▸ **ASSIGNED TASK**: Reproduce the entries exactly as they appear below.

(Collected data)
•••

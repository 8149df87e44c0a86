pub mod catalog;
pub mod persist;
pub mod progress;
pub mod reports;

pub use catalog::load_catalog;
pub use persist::{fingerprint, save_outcome};
pub use progress::run_with_ticker;
pub use reports::{
    generate_desktop_console_report, generate_desktop_markdown_report, generate_json_report,
    generate_mobile_console_report, generate_mobile_markdown_report,
};
use serde::{Deserialize, Serialize};
use std::collections::BTreeMap;

use super::session::DesktopSession;
use crate::action::ActionKind;
use crate::feedback::Feedback;
use crate::numbers::{count_to_f64, mean, ratio};
use crate::profile::SpeedPref;

/// How many sessions left a given free-text suggestion.
#[derive(Debug, Clone, PartialEq, Eq, Serialize, Deserialize)]
pub struct RecommendationCount {
    pub text: String,
    pub count: u32,
}

/// Run-wide summary of a desktop batch.
#[derive(Debug, Clone, PartialEq, Serialize, Deserialize)]
pub struct DesktopMetrics {
    pub total_sessions: usize,
    pub completed_sessions: usize,
    pub completion_rate: f64,
    pub average_score: f64,
    pub average_play_time_secs: f64,
    pub pause_usage: u32,
    pub speed_changes: u32,
    pub ragequits: usize,
    pub ragequit_rate: f64,
    /// Histogram over the targets of every logged speed change.
    pub speed_preferences: BTreeMap<SpeedPref, u32>,
    /// Final scores of incomplete sessions, ascending.
    pub common_failure_scores: Vec<u32>,
    pub user_feedback: Vec<Feedback>,
    pub average_enjoyment: f64,
    pub average_difficulty: f64,
    pub average_controls: f64,
    /// Suggestion tallies in first-seen order.
    pub recommendation_counts: Vec<RecommendationCount>,
}

impl DesktopMetrics {
    /// Most frequent speed-change target; ties go to the faster speed.
    #[must_use]
    pub fn top_speed(&self) -> Option<SpeedPref> {
        self.speed_preferences
            .iter()
            .max_by_key(|(_, count)| **count)
            .map(|(speed, _)| *speed)
    }
}

/// Fold a batch of desktop sessions into [`DesktopMetrics`].
#[must_use]
pub fn analyze_desktop(sessions: &[DesktopSession]) -> DesktopMetrics {
    let total = sessions.len();
    let completed = sessions.iter().filter(|s| s.completed).count();
    let ragequits = sessions.iter().filter(|s| s.rage_quit()).count();

    let mut speed_preferences = BTreeMap::new();
    for session in sessions {
        for action in &session.actions {
            if let ActionKind::SpeedChange { new_speed, .. } = action.kind {
                *speed_preferences.entry(new_speed).or_insert(0) += 1;
            }
        }
    }

    let mut common_failure_scores: Vec<u32> = sessions
        .iter()
        .filter(|s| !s.completed)
        .map(|s| s.score)
        .collect();
    common_failure_scores.sort_unstable();

    let mut recommendation_counts: Vec<RecommendationCount> = Vec::new();
    for text in sessions.iter().flat_map(|s| s.feedback.recommendations.iter()) {
        match recommendation_counts.iter_mut().find(|rc| &rc.text == text) {
            Some(entry) => entry.count += 1,
            None => recommendation_counts.push(RecommendationCount {
                text: text.clone(),
                count: 1,
            }),
        }
    }

    DesktopMetrics {
        total_sessions: total,
        completed_sessions: completed,
        completion_rate: ratio(completed, total),
        average_score: mean(sessions.iter().map(|s| f64::from(s.score))),
        average_play_time_secs: mean(sessions.iter().map(|s| s.time_active_ms / 1000.0)),
        pause_usage: sessions.iter().map(|s| s.pauses_used).sum(),
        speed_changes: sessions.iter().map(|s| s.speed_changes).sum(),
        ragequits,
        ragequit_rate: ratio(ragequits, total),
        speed_preferences,
        common_failure_scores,
        user_feedback: sessions.iter().map(|s| s.feedback.clone()).collect(),
        average_enjoyment: mean(sessions.iter().map(|s| s.feedback.enjoyment)),
        average_difficulty: mean(sessions.iter().map(|s| s.feedback.difficulty)),
        average_controls: mean(sessions.iter().map(|s| s.feedback.controls)),
        recommendation_counts,
    }
}

/// Pause usage relative to the session count, for threshold checks.
#[must_use]
pub fn pauses_per_session(metrics: &DesktopMetrics) -> f64 {
    f64::from(metrics.pause_usage) / count_to_f64(metrics.total_sessions.max(1))
}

•••

▸ **RESULT OF THIS EXERCISE**:
repository 8149df87e44c0a86
pub mod catalog;
pub mod persist;
pub mod progress;
pub mod reports;

pub use catalog::load_catalog;
pub use persist::{fingerprint, save_outcome};
pub use progress::run_with_ticker;
pub use reports::{
    generate_desktop_console_report, generate_desktop_markdown_report, generate_json_report,
    generate_mobile_console_report, generate_mobile_markdown_report,
};
use serde::{Deserialize, Serialize};
use std::collections::BTreeMap;

use super::session::DesktopSession;
use crate::action::ActionKind;
use crate::feedback::Feedback;
use crate::numbers::{count_to_f64, mean, ratio};
use crate::profile::SpeedPref;

/// How many sessions left a given free-text suggestion.
#[derive(Debug, Clone, PartialEq, Eq, Serialize, Deserialize)]
pub struct RecommendationCount {
    pub text: String,
    pub count: u32,
}

/// Run-wide summary of a desktop batch.
#[derive(Debug, Clone, PartialEq, Serialize, Deserialize)]
pub struct DesktopMetrics {
    pub total_sessions: usize,
    pub completed_sessions: usize,
    pub completion_rate: f64,
    pub average_score: f64,
    pub average_play_time_secs: f64,
    pub pause_usage: u32,
    pub speed_changes: u32,
    pub ragequits: usize,
    pub ragequit_rate: f64,
    /// Histogram over the targets of every logged speed change.
    pub speed_preferences: BTreeMap<SpeedPref, u32>,
    /// Final scores of incomplete sessions, ascending.
    pub common_failure_scores: Vec<u32>,
    pub user_feedback: Vec<Feedback>,
    pub average_enjoyment: f64,
    pub average_difficulty: f64,
    pub average_controls: f64,
    /// Suggestion tallies in first-seen order.
    pub recommendation_counts: Vec<RecommendationCount>,
}

impl DesktopMetrics {
    /// Most frequent speed-change target; ties go to the faster speed.
    #[must_use]
    pub fn top_speed(&self) -> Option<SpeedPref> {
        self.speed_preferences
            .iter()
            .max_by_key(|(_, count)| **count)
            .map(|(speed, _)| *speed)
    }
}

/// Fold a batch of desktop sessions into [`DesktopMetrics`].
#[must_use]
pub fn analyze_desktop(sessions: &[DesktopSession]) -> DesktopMetrics {
    let total = sessions.len();
    let completed = sessions.iter().filter(|s| s.completed).count();
    let ragequits = sessions.iter().filter(|s| s.rage_quit()).count();

    let mut speed_preferences = BTreeMap::new();
    for session in sessions {
        for action in &session.actions {
            if let ActionKind::SpeedChange { new_speed, .. } = action.kind {
                *speed_preferences.entry(new_speed).or_insert(0) += 1;
            }
        }
    }

    let mut common_failure_scores: Vec<u32> = sessions
        .iter()
        .filter(|s| !s.completed)
        .map(|s| s.score)
        .collect();
    common_failure_scores.sort_unstable();

    let mut recommendation_counts: Vec<RecommendationCount> = Vec::new();
    for text in sessions.iter().flat_map(|s| s.feedback.recommendations.iter()) {
        match recommendation_counts.iter_mut().find(|rc| &rc.text == text) {
            Some(entry) => entry.count += 1,
            None => recommendation_counts.push(RecommendationCount {
                text: text.clone(),
                count: 1,
            }),
        }
    }

    DesktopMetrics {
        total_sessions: total,
        completed_sessions: completed,
        completion_rate: ratio(completed, total),
        average_score: mean(sessions.iter().map(|s| f64::from(s.score))),
        average_play_time_secs: mean(sessions.iter().map(|s| s.time_active_ms / 1000.0)),
        pause_usage: sessions.iter().map(|s| s.pauses_used).sum(),
        speed_changes: sessions.iter().map(|s| s.speed_changes).sum(),
        ragequits,
        ragequit_rate: ratio(ragequits, total),
        speed_preferences,
        common_failure_scores,
        user_feedback: sessions.iter().map(|s| s.feedback.clone()).collect(),
        average_enjoyment: mean(sessions.iter().map(|s| s.feedback.enjoyment)),
        average_difficulty: mean(sessions.iter().map(|s| s.feedback.difficulty)),
        average_controls: mean(sessions.iter().map(|s| s.feedback.controls)),
        recommendation_counts,
    }
}

/// Pause usage relative to the session count, for threshold checks.
#[must_use]
pub fn pauses_per_session(metrics: &DesktopMetrics) -> f64 {
    f64::from(metrics.pause_usage) / count_to_f64(metrics.total_sessions.max(1))
}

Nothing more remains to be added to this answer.